I often see new SEO practitioners ask questions about what they should be putting on their dashboards or reporting to their clients. The truth, however, is that there is no magic metric or standard. If you’re asking publically how to measure success for your clients then you likely don’t understand their objectives.
With that said, for new SEO campaigns my answer will always be the same: There are only 4 key metrics you should really be paying attention to, the rest of them should be objective-driven. SEO, for the most part, is about how well you rank on Google, and measuring how well you’re doing it only requires you to understand how many users see your results, how well you rank for those results, and how often users click on those results. Luckily you can do all of this for free using Google Search Console. Let’s look at what these metrics are:
Impressions are the number of times a page from your website comes up in search results, per search query. In other words, if a user searches for “diginauts” and this article as well as the home page comes up in the SERP it will count as 2 total impressions, 1 per page.
You can use impressions to gauge the overall visibility of your website and its content and whether or not it has even been indexed. Even content on page 5 of Google will get some impressions and an increase in impressions generally means that your content is becoming more discoverable. Impressions can lastly also be used to measure brand-related performance such as share of search or brand awareness.
Clicks are simply how many users have clicked on your search result. This metric is a good indicator of whether your search result matched the user’s intent. What this means, in essence, is that a user would never click “Pizza in Cape Town” if they were searching for “Pizza in Johannesburg”.
Click-through rate (or CTR) is simply the percentage of your impressions that resulted in clicks. A high CTR is a useful indicator of whether or not your content displays well, in other words, does it have a good SEO appearance. SEO appearance includes many different factors like relevant titles and descriptions, title length, user-friendly URLs, and more.
Click-through rate is also a great metric for benchmarking yourself against competitors.
The average rank metric is exactly as it says – what is the average rank of your content across your entire website for all your impressions. A higher average rank is usually an indication of a healthy on-page SEO strategy as your content is essentially ranking for what users are searching for.
Measuring these metrics
I mentioned already that measuring these key metrics is free, and this is thanks to Google Search Console. Search Console (formerly Webmaster Tools) has been around for a long time and professional SEOs have been using it as their go-to tool ever since it became available.
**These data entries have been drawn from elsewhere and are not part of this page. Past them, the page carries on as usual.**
//! [`SecureStore`] wrapper that keeps a failed delete from resurrecting the entry.
//!
//! When the backend refuses to delete a key, the key is masked: reads answer `None` until a later
//! `set` or `delete` of that key succeeds. The session and the request stages share one wrapper,
//! so a logout or a 401 ends the session for every reader even while the backend still holds
//! the value.

// std
use std::collections::HashSet;
// self
use crate::{
	_prelude::*,
	store::{SecureStore, StoreFuture},
};

/// Storage handle shared by the session and the request pipeline.
pub struct GuardedStore {
	inner: Arc<dyn SecureStore>,
	masked: Mutex<HashSet<String>>,
}
impl GuardedStore {
	/// Wraps `inner`.
	pub fn new(inner: Arc<dyn SecureStore>) -> Self {
		Self { inner, masked: Mutex::new(HashSet::new()) }
	}

	/// Returns `true` while `key` is hidden after a failed delete.
	pub fn is_masked(&self, key: &str) -> bool {
		self.masked.lock().contains(key)
	}

	/// Backend this handle wraps.
	pub fn inner(&self) -> &Arc<dyn SecureStore> {
		&self.inner
	}
}
impl SecureStore for GuardedStore {
	fn get<'a>(&'a self, key: &'a str) -> StoreFuture<'a, Option<String>> {
		Box::pin(async move {
			if self.is_masked(key) {
				return Ok(None);
			}

			self.inner.get(key).await
		})
	}

	fn set<'a>(&'a self, key: &'a str, value: &'a str) -> StoreFuture<'a, ()> {
		Box::pin(async move {
			self.inner.set(key, value).await?;
			self.masked.lock().remove(key);

			Ok(())
		})
	}

	fn delete<'a>(&'a self, key: &'a str) -> StoreFuture<'a, ()> {
		Box::pin(async move {
			match self.inner.delete(key).await {
				Ok(()) => {
					self.masked.lock().remove(key);

					Ok(())
				},
				Err(e) => {
					self.masked.lock().insert(key.to_owned());

					Err(e)
				},
			}
		})
	}
}
impl Debug for GuardedStore {
	fn fmt(&self, f: &mut Formatter) -> FmtResult {
		f.debug_struct("GuardedStore").field("masked", &*self.masked.lock()).finish()
	}
}
//! OS keychain [`SecureStore`] backed by the `keyring` crate.
//!
//! Each key becomes one keychain entry under the configured service name. Keychain calls are
//! blocking but short; they run inline like the file backend's I/O.
//!
//! The `keyring` feature enables the macOS Keychain, the Windows Credential Manager, and the
//! freedesktop Secret Service. Other targets only get keyring's in-process mock, which does not
//! keep values between calls.

// crates.io
use keyring::Entry;
// self
use crate::{
	_prelude::*,
	store::{SecureStore, StoreError, StoreFuture},
};

/// Default keychain service name.
pub const DEFAULT_SERVICE: &str = "repairdesk";

/// Keychain-backed storage.
#[derive(Clone, Debug)]
pub struct KeyringStore {
	service: String,
}
impl KeyringStore {
	/// Creates a store that files entries under `service`.
	pub fn new(service: impl Into<String>) -> Self {
		Self { service: service.into() }
	}

	/// Service name entries are filed under.
	pub fn service(&self) -> &str {
		&self.service
	}

	fn entry(&self, key: &str) -> Result<Entry, StoreError> {
		Entry::new(&self.service, key).map_err(map_keyring_error)
	}
}
impl Default for KeyringStore {
	fn default() -> Self {
		Self::new(DEFAULT_SERVICE)
	}
}
impl SecureStore for KeyringStore {
	fn get<'a>(&'a self, key: &'a str) -> StoreFuture<'a, Option<String>> {
		Box::pin(async move {
			match self.entry(key)?.get_password() {
				Ok(value) => Ok(Some(value)),
				Err(keyring::Error::NoEntry) => Ok(None),
				Err(e) => Err(map_keyring_error(e)),
			}
		})
	}

	fn set<'a>(&'a self, key: &'a str, value: &'a str) -> StoreFuture<'a, ()> {
		Box::pin(async move { self.entry(key)?.set_password(value).map_err(map_keyring_error) })
	}

	fn delete<'a>(&'a self, key: &'a str) -> StoreFuture<'a, ()> {
		Box::pin(async move {
			match self.entry(key)?.delete_credential() {
				Ok(()) | Err(keyring::Error::NoEntry) => Ok(()),
				Err(e) => Err(map_keyring_error(e)),
			}
		})
	}
}

fn map_keyring_error(err: keyring::Error) -> StoreError {
	match err {
		keyring::Error::PlatformFailure(_) | keyring::Error::NoStorageAccess(_) =>
			StoreError::Unavailable { message: err.to_string() },
		keyring::Error::BadEncoding(_) => StoreError::Serialization { message: err.to_string() },
		_ => StoreError::Backend { message: err.to_string() },
	}
}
Search Console has come a long way in terms of usability and features and can be your primary SEO tool if you’re on a tight budget or just doing the basics. Authenticating your domain is quick and easy and gives you immediate access to not only the metrics mentioned in this article, but also for image searches, rich snippets, user search terms, and much more.
Another consideration when it comes to monitoring is the way in which you slice and visualise this data. In the dashboard example above, we’ve included a simple graph to show the difference in impressions between this client’s mobile and desktop sites. This particular SEO strategy required us to make the desktop site the canonical for all the content, and we use this graph to monitor how well mobile pages are being switched over to desktop.
Data Studio is a free dashboarding tool from Google and has connectors straight into Search Console, making the set-up process really easy.
Measuring straight in WordPress
The open-source nature of WordPress is both a blessing and a curse (but mostly a sweet, sweet blessing). Once you’ve set up Search Console you have the option of connecting one of the many WordPress SEO plugins directly to your data, allowing you to see all of these metrics directly in your WordPress backend. At Diginauts we use RankMath Pro to get a lot of work done, and integrating with Search Console is just one of the many features it offers.
We’re a proud affiliate of the leader in SEO automation for WordPress.
I wanted to end off by recommending a product as it’s one of the many ways we bloggers keep the lights on. I’d encourage you to try it out by using our affiliate link, especially if you are doing SEO on a lot of WordPress blogs.
Some questions from our clients
We like to share our learnings over the years with you, which is why we’ve compiled some of our favourite questions from clients and colleagues with regards to the four metrics mentioned.
My impressions suddenly dropped, what did I do wrong?
If your impressions drop suddenly, in a sharp peak, then it’s likely that Google published an algorithm update that’s negatively impacted you. There are many reasons why an algorithm update might cause a drop but the likely culprit is usually because of a problem with your website.
Check Search Console often for warnings as Google will notify you there if anything obvious comes up. If Search Console has no warnings then we recommend asking a professional to do an audit.